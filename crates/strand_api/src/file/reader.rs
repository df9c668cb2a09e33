//! The `FileReader` API: an async reader state machine over blobs.
//!
//! States run `EMPTY → LOADING → DONE`; starting a read while one is loading
//! throws an `InvalidStateError`, `abort()` lands in DONE with a null result,
//! and `load` fires strictly before `loadend`. Reads happen off-thread and
//! re-enter through the event loop.
//!
//! More information:
//!  - [W3C `File` specification][spec]
//!
//! [spec]: https://w3c.github.io/FileAPI/#APIASynch

use boa_engine::{
    js_string, property::Attribute, Context, JsArgs, JsNativeError, JsResult,
    JsString, JsValue, NativeFunction,
};
use boa_gc::{custom_trace, Finalize, Trace};
use strand_core::{
    accessor,
    error::named_error,
    event_loop::with_event_loop,
    native::{
        register_global_class, Accessor, ClassBuilder, JsNativeObject, NativeClass,
    },
};

use crate::{
    event::{dispatch_event, Event, EventClass, EventTarget, EventTargetMethods, EventTargeted},
    handles,
    idl::bytes_to_array_buffer,
};

use super::blob::Blob;

pub const EMPTY: u16 = 0;
pub const LOADING: u16 = 1;
pub const DONE: u16 = 2;

#[derive(Clone, Copy)]
enum ReadKind {
    Text,
    ArrayBuffer,
    DataUrl,
}

pub struct FileReader {
    ready_state: u16,
    result: JsValue,
    error: JsValue,
    target: EventTarget,
    onloadstart: JsValue,
    onprogress: JsValue,
    onload: JsValue,
    onloadend: JsValue,
    onerror: JsValue,
    onabort: JsValue,
    // Bumped by every read and abort; stale completions compare and bail.
    generation: u64,
}

impl Finalize for FileReader {}

unsafe impl Trace for FileReader {
    custom_trace!(this, {
        mark(&this.result);
        mark(&this.error);
        mark(&this.target);
        mark(&this.onloadstart);
        mark(&this.onprogress);
        mark(&this.onload);
        mark(&this.onloadend);
        mark(&this.onerror);
        mark(&this.onabort);
    });
}

impl EventTargeted for FileReader {
    fn event_target(&mut self) -> &mut EventTarget {
        &mut self.target
    }
}

impl FileReader {
    fn new() -> Self {
        Self {
            ready_state: EMPTY,
            result: JsValue::null(),
            error: JsValue::null(),
            target: EventTarget::new(),
            onloadstart: JsValue::null(),
            onprogress: JsValue::null(),
            onload: JsValue::null(),
            onloadend: JsValue::null(),
            onerror: JsValue::null(),
            onabort: JsValue::null(),
            generation: 0,
        }
    }

    pub fn try_from_js(
        value: &JsValue,
    ) -> JsResult<boa_gc::GcRefMut<'_, boa_engine::object::Object, Self>> {
        value
            .as_object()
            .and_then(|obj| obj.downcast_mut::<Self>())
            .ok_or_else(|| {
                JsNativeError::typ()
                    .with_message(
                        "Failed to convert js value into rust type `FileReader`",
                    )
                    .into()
            })
    }

    fn handler_for(&self, event_type: &str) -> JsValue {
        match event_type {
            "loadstart" => self.onloadstart.clone(),
            "progress" => self.onprogress.clone(),
            "load" => self.onload.clone(),
            "loadend" => self.onloadend.clone(),
            "error" => self.onerror.clone(),
            "abort" => self.onabort.clone(),
            _ => JsValue::null(),
        }
    }
}

/// Fires a progress-flavoured event: the `on*` handler first, then the
/// listener list.
fn fire(
    reader: &JsNativeObject<FileReader>,
    event_type: &str,
    loaded: u64,
    total: u64,
    context: &mut Context,
) {
    let event = match JsNativeObject::new::<EventClass>(Event::new(event_type), context)
    {
        Ok(event) => event,
        Err(_) => return,
    };
    {
        let obj = event.object();
        let _ = obj.set(js_string!("loaded"), loaded, false, context);
        let _ = obj.set(js_string!("total"), total, false, context);
    }

    let handler = reader.deref().handler_for(event_type);
    if let Some(handler) = handler.as_callable() {
        if let Err(err) =
            handler.call(&reader.to_inner(), &[event.to_inner()], context)
        {
            strand_core::event_loop::report_error(&err);
        }
    }
    let _ = dispatch_event(reader, &event, context);
}

struct ReaderOp {
    reader: JsNativeObject<FileReader>,
    kind: ReadKind,
    generation: u64,
    total: u64,
    mime: String,
}

fn start_read(
    this: &JsValue,
    args: &[JsValue],
    kind: ReadKind,
    context: &mut Context,
) -> JsResult<JsValue> {
    let reader: JsNativeObject<FileReader> = JsNativeObject::try_from(this.clone())?;
    let blob = Blob::from_blob_like(args.get_or_undefined(0)).map_err(|_| {
        JsNativeError::typ().with_message("Expected a Blob or File argument")
    })?;

    let generation = {
        let mut inner = reader.deref_mut();
        if inner.ready_state == LOADING {
            return Err(named_error(
                "InvalidStateError",
                "The object is in the LOADING state",
                context,
            ));
        }
        inner.ready_state = LOADING;
        inner.result = JsValue::null();
        inner.error = JsValue::null();
        inner.generation += 1;
        inner.generation
    };

    let total = blob.size();

    // loadstart fires before the background read can possibly complete.
    fire(&reader, "loadstart", 0, total, context);
    if reader.deref().generation != generation {
        // a loadstart listener restarted or aborted the read
        return Ok(JsValue::undefined());
    }

    let op = handles::insert(ReaderOp {
        reader: reader.clone(),
        kind,
        generation,
        total,
        mime: blob.type_(),
    });
    let sendable = blob.sendable();

    with_event_loop(|event_loop| {
        let guard = event_loop.op_guard();
        let sender = event_loop.task_sender();
        event_loop.io().spawn(async move {
            let result = sendable.read_bytes();
            sender.post(move |context| {
                let Some(op) = handles::take::<ReaderOp>(op) else {
                    return;
                };
                if op.reader.deref().generation != op.generation
                    || op.reader.deref().ready_state != LOADING
                {
                    return;
                }
                match result {
                    Ok(bytes) => complete(&op, bytes, context),
                    Err(err) => fail(&op, &err.to_string(), context),
                }
            });
            drop(guard);
        });
    });

    Ok(JsValue::undefined())
}

fn complete(op: &ReaderOp, bytes: Vec<u8>, context: &mut Context) {
    let value: JsValue = match op.kind {
        ReadKind::Text => {
            JsString::from(String::from_utf8_lossy(&bytes).into_owned()).into()
        }
        ReadKind::ArrayBuffer => match bytes_to_array_buffer(bytes.clone(), context) {
            Ok(buffer) => buffer.into(),
            Err(err) => {
                fail(op, &format!("{err}"), context);
                return;
            }
        },
        ReadKind::DataUrl => {
            use base64::{engine::general_purpose::STANDARD, Engine};
            let mime = if op.mime.is_empty() {
                "application/octet-stream"
            } else {
                &op.mime
            };
            JsString::from(format!("data:{mime};base64,{}", STANDARD.encode(&bytes)))
                .into()
        }
    };

    {
        let mut inner = op.reader.deref_mut();
        inner.ready_state = DONE;
        inner.result = value;
    }
    fire(&op.reader, "progress", op.total, op.total, context);
    fire(&op.reader, "load", op.total, op.total, context);
    fire(&op.reader, "loadend", op.total, op.total, context);
}

fn fail(op: &ReaderOp, message: &str, context: &mut Context) {
    let error = named_error(
        "NotReadableError",
        &format!("Failed to read blob: {message}"),
        context,
    )
    .to_opaque(context);
    {
        let mut inner = op.reader.deref_mut();
        inner.ready_state = DONE;
        inner.result = JsValue::null();
        inner.error = error;
    }
    fire(&op.reader, "error", 0, op.total, context);
    fire(&op.reader, "loadend", 0, op.total, context);
}

pub struct FileReaderClass;

impl FileReaderClass {
    fn ready_state(context: &mut Context) -> Accessor {
        accessor!(
            context,
            FileReader,
            "readyState",
            get:((reader, _context) => Ok(reader.ready_state.into()))
        )
    }

    fn result(context: &mut Context) -> Accessor {
        accessor!(
            context,
            FileReader,
            "result",
            get:((reader, _context) => Ok(reader.result.clone()))
        )
    }

    fn error(context: &mut Context) -> Accessor {
        accessor!(
            context,
            FileReader,
            "error",
            get:((reader, _context) => Ok(reader.error.clone()))
        )
    }

    fn read_as_text(
        this: &JsValue,
        args: &[JsValue],
        context: &mut Context,
    ) -> JsResult<JsValue> {
        start_read(this, args, ReadKind::Text, context)
    }

    fn read_as_array_buffer(
        this: &JsValue,
        args: &[JsValue],
        context: &mut Context,
    ) -> JsResult<JsValue> {
        start_read(this, args, ReadKind::ArrayBuffer, context)
    }

    fn read_as_data_url(
        this: &JsValue,
        args: &[JsValue],
        context: &mut Context,
    ) -> JsResult<JsValue> {
        start_read(this, args, ReadKind::DataUrl, context)
    }

    /// `abort()` from any state lands in DONE with a null result, firing
    /// `abort` then `loadend`.
    fn abort(
        this: &JsValue,
        _args: &[JsValue],
        context: &mut Context,
    ) -> JsResult<JsValue> {
        let reader: JsNativeObject<FileReader> =
            JsNativeObject::try_from(this.clone())?;
        {
            let mut inner = reader.deref_mut();
            inner.generation += 1;
            inner.ready_state = DONE;
            inner.result = JsValue::null();
        }
        fire(&reader, "abort", 0, 0, context);
        fire(&reader, "loadend", 0, 0, context);
        Ok(JsValue::undefined())
    }
}

macro_rules! handler_accessor {
    ($fn_name:ident, $field:ident, $name:expr) => {
        fn $fn_name(context: &mut Context) -> Accessor {
            accessor!(
                context,
                FileReader,
                $name,
                get:((reader, _context) => Ok(reader.$field.clone())),
                set:((reader, value: JsValue, _context) => reader.$field = value)
            )
        }
    };
}

impl FileReaderClass {
    handler_accessor!(onloadstart, onloadstart, "onloadstart");
    handler_accessor!(onprogress, onprogress, "onprogress");
    handler_accessor!(onload, onload, "onload");
    handler_accessor!(onloadend, onloadend, "onloadend");
    handler_accessor!(onerror, onerror, "onerror");
    handler_accessor!(onabort, onabort, "onabort");
}

impl NativeClass for FileReaderClass {
    type Instance = FileReader;

    const NAME: &'static str = "FileReader";

    fn constructor(
        _this: &JsNativeObject<FileReader>,
        _args: &[JsValue],
        _context: &mut Context,
    ) -> JsResult<FileReader> {
        Ok(FileReader::new())
    }

    fn init(class: &mut ClassBuilder<'_, '_>) -> JsResult<()> {
        let ready_state = Self::ready_state(class.context());
        let result = Self::result(class.context());
        let error = Self::error(class.context());
        let onloadstart = Self::onloadstart(class.context());
        let onprogress = Self::onprogress(class.context());
        let onload = Self::onload(class.context());
        let onloadend = Self::onloadend(class.context());
        let onerror = Self::onerror(class.context());
        let onabort = Self::onabort(class.context());

        class
            .accessor(js_string!("readyState"), ready_state, Attribute::all())
            .accessor(js_string!("result"), result, Attribute::all())
            .accessor(js_string!("error"), error, Attribute::all())
            .accessor(js_string!("onloadstart"), onloadstart, Attribute::all())
            .accessor(js_string!("onprogress"), onprogress, Attribute::all())
            .accessor(js_string!("onload"), onload, Attribute::all())
            .accessor(js_string!("onloadend"), onloadend, Attribute::all())
            .accessor(js_string!("onerror"), onerror, Attribute::all())
            .accessor(js_string!("onabort"), onabort, Attribute::all())
            .property(js_string!("EMPTY"), EMPTY, Attribute::all())
            .property(js_string!("LOADING"), LOADING, Attribute::all())
            .property(js_string!("DONE"), DONE, Attribute::all())
            .static_property(js_string!("EMPTY"), EMPTY, Attribute::all())
            .static_property(js_string!("LOADING"), LOADING, Attribute::all())
            .static_property(js_string!("DONE"), DONE, Attribute::all())
            .method(
                js_string!("readAsText"),
                1,
                NativeFunction::from_fn_ptr(Self::read_as_text),
            )
            .method(
                js_string!("readAsArrayBuffer"),
                1,
                NativeFunction::from_fn_ptr(Self::read_as_array_buffer),
            )
            .method(
                js_string!("readAsDataURL"),
                1,
                NativeFunction::from_fn_ptr(Self::read_as_data_url),
            )
            .method(
                js_string!("abort"),
                0,
                NativeFunction::from_fn_ptr(Self::abort),
            );
        EventTargetMethods::define::<FileReader>(class)?;
        Ok(())
    }
}

pub struct FileReaderApi;

impl strand_core::Api for FileReaderApi {
    fn init(self, context: &mut Context) {
        register_global_class::<FileReaderClass>(context)
            .expect("The `FileReader` class shouldn't exist yet");
    }
}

+---+

Where a line in the material contains "listener", copy that line.

== EXPECTED ANSWER ==
/// listener list.
        // a loadstart listener restarted or aborted the read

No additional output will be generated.